Mais, je suis sage. Ce n’est pas la vitesse à laquelle je veux faire mon 110 km. Mais une vent de panique m’a gagné la semaine précédant ma course. Des douleurs au cou et un torticolis se sont manifestés. Durant mon demi-marathon, j’ai dû courir un peu moins détendu que normalement. Mes remèdes: massage, courir (oui, oui) et croire que le temps va améliorer tout ça. Parce que cette douleur était probablement aussi une manifestation du poids que représentait le défi à venir suite à la Gaspésie et le Demi de Sherbrooke. Mais, j’étais prêt à prendre le départ et j’étais prêt à ralentir.

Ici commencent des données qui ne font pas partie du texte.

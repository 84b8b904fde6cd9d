use chrono::{DateTime, Utc};
use serde::{Deserialize, Serialize};
use uuid::Uuid;

use crate::countdown::Phase;
use crate::reminder::ReminderTag;

/// Every state change in the system produces an Event.
/// The CLI renders them; tests assert on them.
#[derive(Debug, Clone, PartialEq, Serialize, Deserialize)]
#[serde(tag = "type", rename_all = "snake_case")]
pub enum Event {
    HabitSelected {
        habit_id: String,
        at: DateTime<Utc>,
    },
    HabitCompleted {
        habit_id: String,
        current_streak: u32,
        total_completions: u32,
        at: DateTime<Utc>,
    },
    HabitCleared {
        at: DateTime<Utc>,
    },
    ReminderScheduled {
        request_id: Uuid,
        tag: ReminderTag,
        habit_name: String,
        fire_at: DateTime<Utc>,
        /// A pending reminder with the same tag was cancelled first.
        replaced: bool,
        at: DateTime<Utc>,
    },
    ReminderCancelled {
        tag: ReminderTag,
        at: DateTime<Utc>,
    },
    ReminderFired {
        request_id: Uuid,
        tag: ReminderTag,
        habit_name: String,
        at: DateTime<Utc>,
    },
    CountdownStarted {
        phase: Phase,
        work_ms: u64,
        rest_ms: u64,
        at: DateTime<Utc>,
    },
    CountdownTick {
        phase: Phase,
        remaining_ms: u64,
        status: String,
        at: DateTime<Utc>,
    },
    /// Remaining time hit zero and the countdown flipped to the other phase.
    PhaseChanged {
        from: Phase,
        to: Phase,
        remaining_ms: u64,
        at: DateTime<Utc>,
    },
    CountdownStopped {
        at: DateTime<Utc>,
    },
}

impl Event {
    /// Short human-readable line for terminal output.
    pub fn describe(&self) -> String {
        match self {
            Event::HabitSelected { habit_id, .. } => format!("selected habit '{habit_id}'"),
            Event::HabitCompleted {
                habit_id,
                current_streak,
                total_completions,
                ..
            } => format!(
                "completed '{habit_id}' (streak {current_streak}, total {total_completions})"
            ),
            Event::HabitCleared { .. } => "habit cleared".into(),
            Event::ReminderScheduled {
                tag,
                habit_name,
                fire_at,
                replaced,
                ..
            } => {
                let local = fire_at.with_timezone(&chrono::Local);
                let suffix = if *replaced { " (replaced previous)" } else { "" };
                format!(
                    "{tag} for '{habit_name}' at {}{suffix}",
                    local.format("%Y-%m-%d %H:%M:%S")
                )
            }
            Event::ReminderCancelled { tag, .. } => format!("{tag} cancelled"),
            Event::ReminderFired { habit_name, .. } => format!("Time to do: {habit_name}"),
            Event::CountdownStarted { phase, .. } => format!("countdown started in {phase}"),
            Event::CountdownTick { status, .. } => status.clone(),
            Event::PhaseChanged { from, to, .. } => format!("{from} finished, {to} begins"),
            Event::CountdownStopped { .. } => "countdown stopped".into(),
        }
    }
}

110 raisons pour courir 110 km

La veille de ma course, lors du coquetel d’inauguration de la 6e édition du Défi Félix Deslauriers-Hallée, on m’accordait un peu de temps pour une allocution étant donné mon implication comme Président d’honneur. J’ai fait ça très court en présentant mes 110 raisons pour courir 110 km. Folie ou sagesse? Je vous laisse juger.

Courir 110 km, c’est

  1. Un fragment de pensée: Une idée qui vient comme ça. Elle germe. Parfois c’est long, parfois c’est court. Puis, j’élabore mon défi. Il ne reste alors qu’à le réaliser.
  2. Un entraînement: Parce que 110km, ça va me préparer à autre chose, c’est sûr.

Courir 110 km pour

  1. Ma santé physique
  2. Ma santé mentale: Même si plusieurs pensent que courir autant, c’est un PROBLÈME de santé mentale…
  3. Le plaisir
  4. Découvrir
  5. Me découvrir
  6. Explorer l’inconnu
  7. L’aventure
  8. L’expérience
  9. Prendre une bonne douche: On annonce de la pluie. Je n’y échapperai pas.
  10. Passer du temps seul…et avec d’autres
  11. Vivre
  12. Mieux vivre
  13. Vivre des difficultés
  14. Vivre le moment présent
  15. Vivre des émotions fortes
  16. Sentir
  17. Ressentir
  18. Naître
  19. Me connaître
  20. Oser
  21. Justifier ma séance de yoga le lendemain

Courir 110 km, un témoignage de

  1. Persévérance
  2. Dépassement de soi
  3. Résilience
  4. Confiance
  5. Courage

Courir 110 km pour

  1. La douleur
  2. Le calme
  3. La liberté
  4. L’énergie
  5. La joie

Courir 110 km parce que

  1. 10 km, c’est trop difficile
  2. 10 km, c’est trop facile
  3. 10 km, ce n’est pas assez long
  4. 110 km, c’est un échauffement

Courir 110 km pour

  1. Laisser une chance aux coureurs du 10 km: Car j’ai l’intention de faire la course de 10km vers 19h, après mon défi.
  2. Inspirer
  3. Motiver
  4. Inciter
  5. Partager
  6. Rencontrer
  7. Les paysages
  8. Visiter
  9. Voyager
  10. Bouger
  11. Agir

Courir 110 km parce que

  1. Il y a souvent de l’alcool à la fin
  2. Ça m’aide à dormir: On parle de la course, bien sûr, et non du point précédant…
  3. Je veux voir comment mon corps et ma tête vont grandir de cette épreuve

Courir 110 km

  1. à 98. Pour le sourire et l’implication de chacun des bénévoles et de chacun des membres du comité organisateur

Courir 110 km pour

  1. M’exprimer
  2. Trouver mon rythme
  3. Créer
  4. Mon bien être

Courir 110 km parce que

  1. Je suis un passionné
  2. La satisfaction vient en donnant son 110%
  3. Une course peut nous changer
  4. Je veux saisir l’opportunité
  5. Je n’ai pas peur de l’échec

Courir 110 km pour

  1. La promotion des saines habitudes de vie
  2. Soutenir une bonne cause et ses projets: Courir pour amasser des fonds pour le Défi FDH.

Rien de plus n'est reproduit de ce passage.